EXERCISE REQUIREMENTS — Return every line of the data below that includes the string "FAILURE".

MATERIAL PROVIDED —
// This Source Code Form is subject to the terms of the Mozilla Public
// License, v. 2.0. If a copy of the MPL was not distributed with this
// file, You can obtain one at https://mozilla.org/MPL/2.0/.

use std::path::PathBuf;
use std::sync::Arc;
use std::time::Duration;

use anyhow::{Context, Result};
use clap::Parser;
use colored::Colorize;
use console::Emoji;
use indicatif::{MultiProgress, ProgressBar, ProgressStyle};
use tracing::{debug, warn};

use podstation::{
    Config, NoopReporter, ProcessedEpisodes, ProgressEvent, ProgressReporter, ReqwestClient,
    RunContext, SharedProgressReporter, StationClient, SyncOptions, ensure_scratch_dir, run_sync,
    unknown_playlists,
};

// Emoji with fallback for terminals without Unicode support
static RADIO: Emoji<'_, '_> = Emoji("📻 ", "");
static SEARCH: Emoji<'_, '_> = Emoji("🔍 ", "[~] ");
static HEADPHONES: Emoji<'_, '_> = Emoji("🎧 ", "[i] ");
static UPLOAD: Emoji<'_, '_> = Emoji("📤 ", "[^] ");
static HOURGLASS: Emoji<'_, '_> = Emoji("⏳ ", "[.] ");
static BROOM: Emoji<'_, '_> = Emoji("🧹 ", "[-] ");
static SUCCESS: Emoji<'_, '_> = Emoji("✅ ", "[+] ");
static FAILURE: Emoji<'_, '_> = Emoji("❌ ", "[!] ");
static PARTY: Emoji<'_, '_> = Emoji("🎉 ", "[*] ");
static CROSS: Emoji<'_, '_> = Emoji("✗ ", "x ");

/// Exit status when uploads were attempted and every one failed
const EXIT_ALL_UPLOADS_FAILED: i32 = 2;

/// Ingest podcast episodes from RSS feeds into a radio station
#[derive(Parser, Debug)]
#[command(name = "podstation")]
#[command(about = "Ingest podcast episodes from RSS feeds into a radio station")]
#[command(version)]
struct Args {
    /// Path to the JSON configuration file
    #[arg(short, long, default_value = "podstation.json")]
    config: PathBuf,

    /// Show what would be uploaded, deleted and unassigned without doing it
    #[arg(long)]
    dry_run: bool,

    /// Maximum number of episodes to upload this run
    #[arg(short, long)]
    limit: Option<usize>,

    /// Increase log verbosity (-v info, -vv debug, -vvv trace)
    #[arg(short, long, action = clap::ArgAction::Count)]
    verbose: u8,

    /// Quiet mode - suppress progress output and all logs but errors
    #[arg(short, long)]
    quiet: bool,
}

/// Progress reporter using indicatif for terminal output
struct IndicatifReporter {
    main_bar: ProgressBar,
    transfer_bar: ProgressBar,
}

impl IndicatifReporter {
    fn new() -> Self {
        let multi = MultiProgress::new();

        let main_bar = multi.add(ProgressBar::new_spinner());
        if let Ok(style) = ProgressStyle::default_spinner().template("{spinner:.green} {wide_msg}")
        {
            main_bar.set_style(style);
        }
        main_bar.enable_steady_tick(Duration::from_millis(100));

        let transfer_bar = multi.add(ProgressBar::hidden());
        if let Ok(style) = ProgressStyle::default_bar()
            .template("  [{bar:30.cyan/blue}] {bytes}/{total_bytes}")
        {
            transfer_bar.set_style(style.progress_chars("█▓░"));
        }

        Self {
            main_bar,
            transfer_bar,
        }
    }

    fn line(&self, message: String) {
        self.main_bar.println(message);
    }
}

impl ProgressReporter for IndicatifReporter {
    fn report(&self, event: ProgressEvent) {
        match event {
            ProgressEvent::OrphansReconciled { deleted, failed } => {
                self.line(format!(
                    "{BROOM}Orphans: {} deleted, {} failed",
                    deleted.to_string().cyan(),
                    failed.to_string().yellow()
                ));
            }

            ProgressEvent::FetchingFeed { url } => {
                self.main_bar
                    .set_message(format!("{SEARCH}Fetching feed: {}", url.cyan()));
            }

            ProgressEvent::FeedParsed {
                show_title,
                total_episodes,
                new_episodes,
            } => {
                self.line(format!(
                    "{HEADPHONES}{} • {} episodes total, {} new",
                    show_title.bold().green(),
                    total_episodes.to_string().cyan(),
                    new_episodes.to_string().yellow()
                ));
            }

            ProgressEvent::FeedFailed { url, error } => {
                self.line(format!("{FAILURE}{} - {}", url.red(), error.dimmed()));
            }

            ProgressEvent::UploadStarting {
                episode_title,
                show_title,
                index,
                total,
            } => {
                self.transfer_bar.reset();
                self.transfer_bar.set_length(0);
                self.main_bar.set_message(format!(
                    "{UPLOAD}[{}/{}] {} {}",
                    (index + 1).to_string().cyan(),
                    total.to_string().cyan(),
                    truncate_title(&episode_title, 40),
                    format!("({show_title})").dimmed()
                ));
            }

            ProgressEvent::TransferProgress {
                bytes_downloaded,
                total_bytes,
            } => {
                if let Some(total) = total_bytes {
                    self.transfer_bar.set_length(total);
                }
                self.transfer_bar.set_position(bytes_downloaded);
            }

            ProgressEvent::WaitingForIndexing {
                episode_title,
                attempt,
                max_attempts,
                delay,
            } => {
                self.main_bar.set_message(format!(
                    "{HOURGLASS}Waiting for {} to be indexed ({attempt}/{max_attempts}, {}s)",
                    truncate_title(&episode_title, 40),
                    delay.as_secs()
                ));
            }

            ProgressEvent::UploadCompleted { episode_title } => {
                self.line(format!(
                    "{SUCCESS}{}",
                    truncate_title(&episode_title, 60).green()
                ));
            }

            ProgressEvent::UploadFailed {
                episode_title,
                error,
            } => {
                self.line(format!(
                    "{FAILURE}{} - {}",
                    truncate_title(&episode_title, 40).red(),
                    error.red()
                ));
            }

            ProgressEvent::RetentionApplied {
                show_title,
                unassigned,
                failed,
            } => {
                self.line(format!(
                    "{BROOM}{}: {} unassigned, {} failed",
                    show_title.bold(),
                    unassigned.to_string().cyan(),
                    failed.to_string().yellow()
                ));
            }

            ProgressEvent::SyncCompleted {
                uploaded,
                already_present,
                failed,
            } => {
                self.transfer_bar.finish_and_clear();
                self.main_bar.finish_and_clear();
                println!(
                    "\n{PARTY}{} {} uploaded, {} already on the station, {} failed",
                    "Run complete:".bold().green(),
                    uploaded.to_string().green().bold(),
                    already_present.to_string().yellow(),
                    if failed > 0 {
                        failed.to_string().red().bold()
                    } else {
                        failed.to_string().green()
                    }
                );
            }
        }
    }
}

fn truncate_title(title: &str, max_len: usize) -> String {
    if title.chars().count() <= max_len {
        title.to_string()
    } else {
        let head: String = title.chars().take(max_len.saturating_sub(3)).collect();
        format!("{head}...")
    }
}

fn init_tracing(args: &Args) {
    // RUST_LOG wins over the flags
    let default_level = if args.quiet {
        "error"
    } else {
        match args.verbose {
            0 => "warn",
            1 => "info",
            2 => "debug",
            _ => "trace",
        }
    };

    let filter = tracing_subscriber::EnvFilter::try_from_default_env()
        .unwrap_or_else(|_| tracing_subscriber::EnvFilter::new(default_level));

    tracing_subscriber::fmt()
        .with_env_filter(filter)
        .with_writer(std::io::stderr)
        .init();
}

#[tokio::main]
async fn main() -> Result<()> {
    let args = Args::parse();
    init_tracing(&args);
    debug!(?args, "CLI arguments parsed");

    if !args.quiet {
        println!(
            "\n{}{} {}\n",
            RADIO,
            "podstation".bold().magenta(),
            "- Podcast Ingestion".dimmed()
        );
    }

    let config = Config::load(&args.config)
        .with_context(|| format!("Failed to load config {}", args.config.display()))?;
    ensure_scratch_dir(&config.scratch_dir).context("Scratch directory unavailable")?;
    let processed =
        ProcessedEpisodes::load(&config.state_file).context("Failed to load processed episodes")?;

    let http = ReqwestClient::new().context("Failed to build HTTP client")?;
    let api = StationClient::new(&config.host, &config.station, &config.api_key);

    match unknown_playlists(&api, &config).await {
        Ok(missing) => {
            for id in missing {
                warn!(playlist = %id, "configured playlist does not exist on the station");
            }
        }
        Err(e) => warn!(error = %e, "could not list playlists"),
    }

    let mut ctx = RunContext::initialize(&api, processed)
        .await
        .context("Failed to fetch the remote file listing")?;

    let options = SyncOptions {
        limit: args.limit,
        dry_run: args.dry_run,
        ..SyncOptions::default()
    };

    let reporter: SharedProgressReporter = if args.quiet {
        NoopReporter::shared()
    } else {
        Arc::new(IndicatifReporter::new())
    };

    let report = run_sync(&http, &api, &config, &mut ctx, &options, reporter)
        .await
        .context("Ingestion run failed")?;

    if !args.quiet {
        if args.dry_run {
            println!("\n{}", "Dry run, would upload:".yellow().bold());
            for title in &report.planned {
                println!("  {UPLOAD}{title}");
            }
        }

        if !report.shows_failed.is_empty() {
            println!("\n{}", "Failed feeds:".red().bold());
            for (show, error) in &report.shows_failed {
                println!("  {}{} - {}", CROSS, show.yellow(), error.dimmed());
            }
        }

        if !report.failed_uploads.is_empty() {
            println!("\n{}", "Failed episodes:".red().bold());
            for (title, error) in &report.failed_uploads {
                println!("  {}{} - {}", CROSS, title.yellow(), error.dimmed());
            }
        }

        if report.deferred > 0 {
            println!(
                "\n{} episodes left for the next run",
                report.deferred.to_string().cyan()
            );
        }
        println!();
    }

    if report.all_uploads_failed() {
        std::process::exit(EXIT_ALL_UPLOADS_FAILED);
    }

    Ok(())
}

ANSWER BELOW —
static FAILURE: Emoji<'_, '_> = Emoji("❌ ", "[!] ");
                self.line(format!("{FAILURE}{} - {}", url.red(), error.dimmed()));
                    "{FAILURE}{} - {}",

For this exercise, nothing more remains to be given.